Exercise >>
Scan the entries below for the word "Pasqua" and copy every line in which it occurs.

Stored data:
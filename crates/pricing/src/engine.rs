use crate::catalog::EventCatalog;
use crate::error::PricingError;
use crate::quote::{PriceQuote, Season};
use chrono::{Datelike, NaiveDate};
use core_types::Property;
use rust_decimal::Decimal;
use rust_decimal_macros::dec;

/// Demand multiplier per calendar month, January first.
pub const SEASONAL_MULTIPLIERS: [Decimal; 12] = [
    dec!(0.8),  // Jan - low
    dec!(0.8),  // Feb - low
    dec!(1.1),  // Mar - shoulder
    dec!(1.3),  // Apr - high
    dec!(1.3),  // May - high
    dec!(1.2),  // Jun - high
    dec!(1.0),  // Jul - hot, average
    dec!(0.95), // Aug - hot, locals away
    dec!(1.25), // Sep - high
    dec!(1.3),  // Oct - high
    dec!(1.0),  // Nov - shoulder
    dec!(1.2),  // Dec - high (Christmas)
];

/// Demand multiplier per weekday, Monday first.
pub const DOW_MULTIPLIERS: [Decimal; 7] = [
    dec!(0.9),  // Mon
    dec!(0.9),  // Tue
    dec!(0.95), // Wed
    dec!(1.0),  // Thu
    dec!(1.15), // Fri
    dec!(1.2),  // Sat
    dec!(1.0),  // Sun
];

/// Booking band around the suggested price.
pub const BAND_LOWER: Decimal = dec!(0.85);
pub const BAND_UPPER: Decimal = dec!(1.15);

pub fn seasonal_multiplier(date: NaiveDate) -> Decimal {
    SEASONAL_MULTIPLIERS[date.month0() as usize]
}

pub fn dow_multiplier(date: NaiveDate) -> Decimal {
    DOW_MULTIPLIERS[date.weekday().num_days_from_monday() as usize]
}

pub fn season_for(date: NaiveDate) -> Season {
    match date.month() {
        1 | 2 => Season::Low,
        3 | 11 => Season::Shoulder,
        4 | 5 | 6 | 9 | 10 | 12 => Season::High,
        _ => Season::Shoulder,
    }
}

/// A stateless dynamic pricer for one property against one event catalog.
///
/// Engines share nothing; several can run side by side on different threads.
#[derive(Debug, Clone)]
pub struct PricingEngine {
    property: Property,
    catalog: EventCatalog,
}

impl PricingEngine {
    /// Creates a new engine, rejecting a property whose base price is not positive.
    pub fn new(property: Property, catalog: EventCatalog) -> Result<Self, PricingError> {
        if property.base_price <= Decimal::ZERO {
            return Err(PricingError::InvalidBasePrice(property.base_price));
        }
        tracing::debug!(
            property = %property.name,
            base_price = %property.base_price,
            events = catalog.len(),
            "Pricing engine ready."
        );
        Ok(Self { property, catalog })
    }

    pub fn property(&self) -> &Property {
        &self.property
    }

    pub fn catalog(&self) -> &EventCatalog {
        &self.catalog
    }

    /// Prices a single night.
    ///
    /// `suggested = base × season × weekday × max(event impacts ∪ {1})`, rounded
    /// to whole currency units; the band is 85%–115% of the rounded suggestion.
    /// Past dates are priced like any other.
    pub fn price_for(&self, date: NaiveDate) -> PriceQuote {
        let base = self.property.base_price;
        let seasonal = seasonal_multiplier(date);
        let dow = dow_multiplier(date);

        let events = self.catalog.events_on(date);
        let event_multiplier = self.catalog.impact_on(date);

        let suggested = (base * seasonal * dow * event_multiplier).round();

        tracing::debug!(
            %date,
            %seasonal,
            %dow,
            %event_multiplier,
            %suggested,
            "Priced night."
        );

        PriceQuote {
            date,
            base_price: base,
            season: season_for(date),
            seasonal_multiplier: seasonal,
            dow_multiplier: dow,
            event_multiplier,
            events: events.iter().map(|e| e.name.clone()).collect(),
            suggested_price: suggested,
            min_price: (suggested * BAND_LOWER).round(),
            max_price: (suggested * BAND_UPPER).round(),
        }
    }

    /// One quote per night over `[from, to]`, both inclusive.
    pub fn price_calendar(&self, from: NaiveDate, to: NaiveDate) -> Vec<PriceQuote> {
        from.iter_days()
            .take_while(|d| *d <= to)
            .map(|d| self.price_for(d))
            .collect()
    }
}

#[cfg(test)]
mod tests {
    use super::*;
    use crate::catalog::Event;

    fn d(y: i32, m: u32, day: u32) -> NaiveDate {
        NaiveDate::from_ymd_opt(y, m, day).unwrap()
    }

    fn engine(base: Decimal) -> PricingEngine {
        PricingEngine::new(
            Property::new("Casa Trastevere", base),
            EventCatalog::rome_2025().unwrap(),
        )
        .unwrap()
    }

    #[test]
    fn tables_match_published_values() {
        assert_eq!(SEASONAL_MULTIPLIERS[7], dec!(0.95));
        assert_eq!(SEASONAL_MULTIPLIERS[8], dec!(1.25));
        assert_eq!(DOW_MULTIPLIERS[4], dec!(1.15));
        assert_eq!(DOW_MULTIPLIERS[5], dec!(1.2));
    }

    #[test]
    fn easter_saturday_scenario() {
        // 2025-04-19: April (1.3), Saturday (1.2), Pasqua (1.7).
        let quote = engine(dec!(120)).price_for(d(2025, 4, 19));
        assert_eq!(quote.seasonal_multiplier, dec!(1.3));
        assert_eq!(quote.dow_multiplier, dec!(1.2));
        assert_eq!(quote.event_multiplier, dec!(1.7));
        assert_eq!(quote.events, vec!["Pasqua".to_string()]);
        assert_eq!(quote.suggested_price, dec!(318));
        assert_eq!(quote.min_price, dec!(270));
        assert_eq!(quote.max_price, dec!(366));
        assert_eq!(quote.season, Season::High);
    }

    #[test]
    fn plain_weekday_has_no_event_factor() {
        // 2025-09-10 is a Wednesday with no event: 100 × 1.25 × 0.95 = 118.75.
        let quote = engine(dec!(100)).price_for(d(2025, 9, 10));
        assert_eq!(quote.event_multiplier, Decimal::ONE);
        assert!(quote.events.is_empty());
        assert_eq!(quote.suggested_price, dec!(119));
    }

    #[test]
    fn event_night_never_cheaper_than_same_weekday_outside_events() {
        let engine = engine(dec!(120));
        // Both Saturdays in April; the 26th is after Pasqua.
        let inside = engine.price_for(d(2025, 4, 19));
        let outside = engine.price_for(d(2025, 4, 26));
        assert!(inside.suggested_price >= outside.suggested_price);
    }

    #[test]
    fn quoting_is_deterministic() {
        let engine = engine(dec!(95.5));
        let day = d(2025, 12, 24);
        assert_eq!(engine.price_for(day), engine.price_for(day));
    }

    #[test]
    fn calendar_is_inclusive_and_empty_when_reversed() {
        let engine = engine(dec!(120));
        let week = engine.price_calendar(d(2025, 4, 14), d(2025, 4, 20));
        assert_eq!(week.len(), 7);
        assert_eq!(week[0].date, d(2025, 4, 14));
        assert_eq!(week[6].date, d(2025, 4, 20));
        assert!(engine.price_calendar(d(2025, 4, 20), d(2025, 4, 14)).is_empty());
    }

    #[test]
    fn seasons_follow_month_groups() {
        assert_eq!(season_for(d(2025, 2, 1)), Season::Low);
        assert_eq!(season_for(d(2025, 11, 1)), Season::Shoulder);
        assert_eq!(season_for(d(2025, 7, 1)), Season::Shoulder);
        assert_eq!(season_for(d(2025, 10, 1)), Season::High);
    }

    #[test]
    fn rejects_non_positive_base_price() {
        let err = PricingEngine::new(Property::new("Free", dec!(0)), EventCatalog::empty())
            .unwrap_err();
        assert_eq!(err, PricingError::InvalidBasePrice(dec!(0)));
    }

    #[test]
    fn custom_catalog_is_respected() {
        let catalog = EventCatalog::new(vec![Event {
            name: "Derby".to_string(),
            start: d(2025, 9, 14),
            end: d(2025, 9, 14),
            impact: dec!(2),
            target_guests: vec![],
        }])
        .unwrap();
        let engine = PricingEngine::new(Property::new("Monti Loft", dec!(100)), catalog).unwrap();
        // Sunday in September: 100 × 1.25 × 1.0 × 2 = 250.
        assert_eq!(engine.price_for(d(2025, 9, 14)).suggested_price, dec!(250));
    }
}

Answer section >>
        // 2025-04-19: April (1.3), Saturday (1.2), Pasqua (1.7).
        assert_eq!(quote.events, vec!["Pasqua".to_string()]);
        // Both Saturdays in April; the 26th is after Pasqua.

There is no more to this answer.